◆ INSTRUCTIONS FOR THE TASK
Find the lines below in which the string "Result" occurs. Copy each one.

Saved data entries
*** Begin section ***
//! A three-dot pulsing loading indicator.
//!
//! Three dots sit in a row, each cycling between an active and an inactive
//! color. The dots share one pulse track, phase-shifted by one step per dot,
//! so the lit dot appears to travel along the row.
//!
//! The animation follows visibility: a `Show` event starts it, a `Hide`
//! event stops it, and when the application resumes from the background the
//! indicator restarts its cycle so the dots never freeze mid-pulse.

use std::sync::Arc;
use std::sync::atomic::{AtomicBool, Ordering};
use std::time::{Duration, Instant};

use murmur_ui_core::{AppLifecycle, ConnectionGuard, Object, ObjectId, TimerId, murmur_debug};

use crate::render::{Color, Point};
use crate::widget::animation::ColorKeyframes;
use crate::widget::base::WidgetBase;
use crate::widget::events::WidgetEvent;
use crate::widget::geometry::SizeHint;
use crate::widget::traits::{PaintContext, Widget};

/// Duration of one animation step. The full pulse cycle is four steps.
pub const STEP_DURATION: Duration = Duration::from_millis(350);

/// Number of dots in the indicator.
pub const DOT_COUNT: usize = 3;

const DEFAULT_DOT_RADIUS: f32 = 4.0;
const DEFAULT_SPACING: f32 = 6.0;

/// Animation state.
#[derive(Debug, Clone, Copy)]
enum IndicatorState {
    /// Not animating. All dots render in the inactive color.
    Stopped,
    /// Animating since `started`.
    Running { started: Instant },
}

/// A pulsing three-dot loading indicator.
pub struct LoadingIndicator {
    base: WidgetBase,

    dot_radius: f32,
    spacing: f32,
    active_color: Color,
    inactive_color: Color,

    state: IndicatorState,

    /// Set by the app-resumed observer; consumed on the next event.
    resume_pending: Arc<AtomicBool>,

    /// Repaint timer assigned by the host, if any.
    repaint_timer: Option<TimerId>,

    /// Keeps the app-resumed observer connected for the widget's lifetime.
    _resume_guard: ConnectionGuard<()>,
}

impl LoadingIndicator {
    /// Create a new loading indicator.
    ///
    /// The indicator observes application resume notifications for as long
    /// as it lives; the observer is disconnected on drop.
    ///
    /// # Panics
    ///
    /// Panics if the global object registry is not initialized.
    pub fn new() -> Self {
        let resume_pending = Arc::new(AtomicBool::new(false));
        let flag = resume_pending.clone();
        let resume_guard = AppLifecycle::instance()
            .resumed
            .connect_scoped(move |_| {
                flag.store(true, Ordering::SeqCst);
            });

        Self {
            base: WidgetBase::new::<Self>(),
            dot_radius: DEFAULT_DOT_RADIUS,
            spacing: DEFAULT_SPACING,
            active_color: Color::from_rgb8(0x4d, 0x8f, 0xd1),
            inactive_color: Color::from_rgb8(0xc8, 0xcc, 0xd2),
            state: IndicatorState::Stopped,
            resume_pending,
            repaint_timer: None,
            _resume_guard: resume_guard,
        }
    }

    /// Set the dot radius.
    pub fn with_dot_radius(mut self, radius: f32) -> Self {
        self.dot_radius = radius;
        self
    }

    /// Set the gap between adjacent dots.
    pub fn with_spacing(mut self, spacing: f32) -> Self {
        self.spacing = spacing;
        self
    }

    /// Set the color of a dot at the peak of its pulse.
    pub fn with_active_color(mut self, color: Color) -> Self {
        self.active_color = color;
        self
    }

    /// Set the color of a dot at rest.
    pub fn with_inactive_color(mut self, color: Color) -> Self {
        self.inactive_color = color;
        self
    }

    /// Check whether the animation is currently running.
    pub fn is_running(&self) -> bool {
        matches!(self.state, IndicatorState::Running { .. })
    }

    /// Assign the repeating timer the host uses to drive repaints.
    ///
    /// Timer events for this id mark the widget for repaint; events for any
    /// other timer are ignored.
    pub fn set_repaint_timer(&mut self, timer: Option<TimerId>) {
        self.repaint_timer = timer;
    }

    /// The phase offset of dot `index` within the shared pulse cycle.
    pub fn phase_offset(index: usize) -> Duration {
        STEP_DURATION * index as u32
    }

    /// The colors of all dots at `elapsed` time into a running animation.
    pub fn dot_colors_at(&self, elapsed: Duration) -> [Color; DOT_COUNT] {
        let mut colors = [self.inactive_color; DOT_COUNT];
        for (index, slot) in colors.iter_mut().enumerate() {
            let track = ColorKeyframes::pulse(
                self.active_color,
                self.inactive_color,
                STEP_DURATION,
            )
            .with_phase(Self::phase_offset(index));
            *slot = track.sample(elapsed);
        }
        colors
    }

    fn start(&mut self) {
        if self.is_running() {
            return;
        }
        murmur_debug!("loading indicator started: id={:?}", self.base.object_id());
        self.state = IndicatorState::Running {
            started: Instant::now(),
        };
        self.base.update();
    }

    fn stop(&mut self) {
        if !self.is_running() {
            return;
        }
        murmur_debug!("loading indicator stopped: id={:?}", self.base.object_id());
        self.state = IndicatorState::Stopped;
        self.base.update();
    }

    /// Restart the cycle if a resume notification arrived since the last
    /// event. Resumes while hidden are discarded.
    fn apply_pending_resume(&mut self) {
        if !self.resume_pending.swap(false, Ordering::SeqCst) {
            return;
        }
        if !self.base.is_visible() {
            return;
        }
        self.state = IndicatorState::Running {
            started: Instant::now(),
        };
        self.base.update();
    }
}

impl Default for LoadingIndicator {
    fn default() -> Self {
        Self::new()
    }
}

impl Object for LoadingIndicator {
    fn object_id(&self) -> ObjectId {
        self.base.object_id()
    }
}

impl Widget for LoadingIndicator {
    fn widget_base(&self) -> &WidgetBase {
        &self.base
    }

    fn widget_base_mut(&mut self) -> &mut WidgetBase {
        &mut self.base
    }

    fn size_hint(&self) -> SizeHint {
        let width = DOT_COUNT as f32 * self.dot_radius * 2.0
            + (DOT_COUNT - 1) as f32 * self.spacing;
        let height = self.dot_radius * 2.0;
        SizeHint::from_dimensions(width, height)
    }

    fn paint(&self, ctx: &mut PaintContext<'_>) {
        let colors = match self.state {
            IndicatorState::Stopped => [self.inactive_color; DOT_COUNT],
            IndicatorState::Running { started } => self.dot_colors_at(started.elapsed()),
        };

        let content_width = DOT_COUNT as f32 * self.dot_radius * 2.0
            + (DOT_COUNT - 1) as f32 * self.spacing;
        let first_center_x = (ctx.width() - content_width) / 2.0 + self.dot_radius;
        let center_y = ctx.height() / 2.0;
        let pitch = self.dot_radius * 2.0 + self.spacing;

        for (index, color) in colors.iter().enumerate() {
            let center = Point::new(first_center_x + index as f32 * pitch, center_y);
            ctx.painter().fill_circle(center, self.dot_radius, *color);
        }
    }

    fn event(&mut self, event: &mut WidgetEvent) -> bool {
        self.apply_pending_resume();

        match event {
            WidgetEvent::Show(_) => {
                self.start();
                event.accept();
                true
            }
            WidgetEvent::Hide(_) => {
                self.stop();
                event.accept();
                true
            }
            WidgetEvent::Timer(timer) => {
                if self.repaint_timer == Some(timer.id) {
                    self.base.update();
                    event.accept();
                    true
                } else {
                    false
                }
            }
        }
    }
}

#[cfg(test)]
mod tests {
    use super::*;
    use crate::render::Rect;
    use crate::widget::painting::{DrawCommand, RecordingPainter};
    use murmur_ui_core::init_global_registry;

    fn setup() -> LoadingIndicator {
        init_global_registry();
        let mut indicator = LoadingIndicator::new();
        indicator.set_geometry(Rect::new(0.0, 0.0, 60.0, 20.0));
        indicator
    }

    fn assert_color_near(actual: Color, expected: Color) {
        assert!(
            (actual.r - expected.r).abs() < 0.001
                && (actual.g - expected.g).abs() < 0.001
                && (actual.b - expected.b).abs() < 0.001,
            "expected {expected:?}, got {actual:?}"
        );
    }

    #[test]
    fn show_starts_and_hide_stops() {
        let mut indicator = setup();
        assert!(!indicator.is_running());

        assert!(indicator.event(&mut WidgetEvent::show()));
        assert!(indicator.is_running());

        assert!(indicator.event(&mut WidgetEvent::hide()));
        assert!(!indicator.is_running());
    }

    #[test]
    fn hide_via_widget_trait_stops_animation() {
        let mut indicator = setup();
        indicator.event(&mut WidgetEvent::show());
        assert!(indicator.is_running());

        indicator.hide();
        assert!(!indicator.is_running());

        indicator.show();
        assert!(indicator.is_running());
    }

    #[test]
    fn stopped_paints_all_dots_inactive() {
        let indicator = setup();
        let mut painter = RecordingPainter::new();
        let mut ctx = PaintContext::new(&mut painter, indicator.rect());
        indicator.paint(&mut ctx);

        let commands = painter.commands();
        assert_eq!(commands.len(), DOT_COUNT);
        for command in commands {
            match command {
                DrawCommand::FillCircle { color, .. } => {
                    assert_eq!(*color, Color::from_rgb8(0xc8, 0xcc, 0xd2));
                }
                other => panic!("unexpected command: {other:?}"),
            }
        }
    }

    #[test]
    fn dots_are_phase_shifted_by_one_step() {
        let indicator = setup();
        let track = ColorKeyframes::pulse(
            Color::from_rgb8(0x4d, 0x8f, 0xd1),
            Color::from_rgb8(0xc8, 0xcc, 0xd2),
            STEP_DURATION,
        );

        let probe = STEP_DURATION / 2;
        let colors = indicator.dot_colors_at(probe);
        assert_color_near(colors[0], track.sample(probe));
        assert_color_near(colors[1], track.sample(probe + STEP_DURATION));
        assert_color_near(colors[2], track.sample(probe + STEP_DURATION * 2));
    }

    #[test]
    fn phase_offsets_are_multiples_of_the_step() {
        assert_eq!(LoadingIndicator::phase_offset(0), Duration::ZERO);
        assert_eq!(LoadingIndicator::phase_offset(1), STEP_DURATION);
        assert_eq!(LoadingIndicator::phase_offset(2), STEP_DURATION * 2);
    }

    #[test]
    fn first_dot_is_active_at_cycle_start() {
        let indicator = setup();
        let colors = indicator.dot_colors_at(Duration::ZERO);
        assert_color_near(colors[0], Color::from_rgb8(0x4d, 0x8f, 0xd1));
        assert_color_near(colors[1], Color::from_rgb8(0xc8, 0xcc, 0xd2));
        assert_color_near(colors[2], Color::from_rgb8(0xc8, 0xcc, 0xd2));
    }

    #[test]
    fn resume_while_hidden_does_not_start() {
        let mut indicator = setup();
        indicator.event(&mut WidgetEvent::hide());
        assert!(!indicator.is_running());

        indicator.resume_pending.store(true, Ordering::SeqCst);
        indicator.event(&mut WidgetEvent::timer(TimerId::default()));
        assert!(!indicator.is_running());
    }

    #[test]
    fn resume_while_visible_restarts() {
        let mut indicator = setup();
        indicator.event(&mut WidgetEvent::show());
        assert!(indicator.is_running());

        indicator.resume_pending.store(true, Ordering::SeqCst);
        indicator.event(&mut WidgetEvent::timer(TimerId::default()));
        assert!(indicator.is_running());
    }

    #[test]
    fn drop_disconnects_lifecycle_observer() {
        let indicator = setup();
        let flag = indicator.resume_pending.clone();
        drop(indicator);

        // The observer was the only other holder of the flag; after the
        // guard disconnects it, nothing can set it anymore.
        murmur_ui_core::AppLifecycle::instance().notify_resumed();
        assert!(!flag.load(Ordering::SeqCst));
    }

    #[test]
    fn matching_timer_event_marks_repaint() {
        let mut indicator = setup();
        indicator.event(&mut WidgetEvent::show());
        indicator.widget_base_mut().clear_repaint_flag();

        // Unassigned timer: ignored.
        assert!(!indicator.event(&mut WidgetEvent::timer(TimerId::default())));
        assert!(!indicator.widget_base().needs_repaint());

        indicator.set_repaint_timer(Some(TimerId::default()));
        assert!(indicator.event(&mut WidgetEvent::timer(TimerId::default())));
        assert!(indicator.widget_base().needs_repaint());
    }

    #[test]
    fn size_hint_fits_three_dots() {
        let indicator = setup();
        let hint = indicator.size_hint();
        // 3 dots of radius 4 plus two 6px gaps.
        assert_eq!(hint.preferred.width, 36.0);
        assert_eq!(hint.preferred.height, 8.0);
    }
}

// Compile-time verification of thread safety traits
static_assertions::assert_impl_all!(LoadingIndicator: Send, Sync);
*** End section ***
*** Begin section ***
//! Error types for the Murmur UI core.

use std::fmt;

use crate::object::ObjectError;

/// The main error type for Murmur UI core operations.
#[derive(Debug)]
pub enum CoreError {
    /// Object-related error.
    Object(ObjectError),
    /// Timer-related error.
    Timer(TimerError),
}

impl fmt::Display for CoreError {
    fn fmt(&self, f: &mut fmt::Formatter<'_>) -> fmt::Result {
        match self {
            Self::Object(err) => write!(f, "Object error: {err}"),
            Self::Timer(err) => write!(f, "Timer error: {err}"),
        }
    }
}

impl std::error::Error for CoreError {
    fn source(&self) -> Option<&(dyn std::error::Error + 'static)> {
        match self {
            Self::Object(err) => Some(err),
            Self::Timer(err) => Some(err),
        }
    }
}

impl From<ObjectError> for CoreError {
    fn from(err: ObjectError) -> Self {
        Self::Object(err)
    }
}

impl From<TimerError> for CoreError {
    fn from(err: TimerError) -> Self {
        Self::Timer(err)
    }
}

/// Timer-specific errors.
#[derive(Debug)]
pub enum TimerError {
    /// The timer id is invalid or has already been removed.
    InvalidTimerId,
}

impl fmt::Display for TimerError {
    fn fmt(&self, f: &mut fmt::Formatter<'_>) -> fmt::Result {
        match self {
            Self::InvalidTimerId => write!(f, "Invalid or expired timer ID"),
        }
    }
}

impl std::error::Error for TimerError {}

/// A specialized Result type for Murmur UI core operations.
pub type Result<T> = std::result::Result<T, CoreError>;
*** End section ***
◆ OUTPUT BELOW
    fn fmt(&self, f: &mut fmt::Formatter<'_>) -> fmt::Result {
    fn fmt(&self, f: &mut fmt::Formatter<'_>) -> fmt::Result {
/// A specialized Result type for Murmur UI core operations.
pub type Result<T> = std::result::Result<T, CoreError>;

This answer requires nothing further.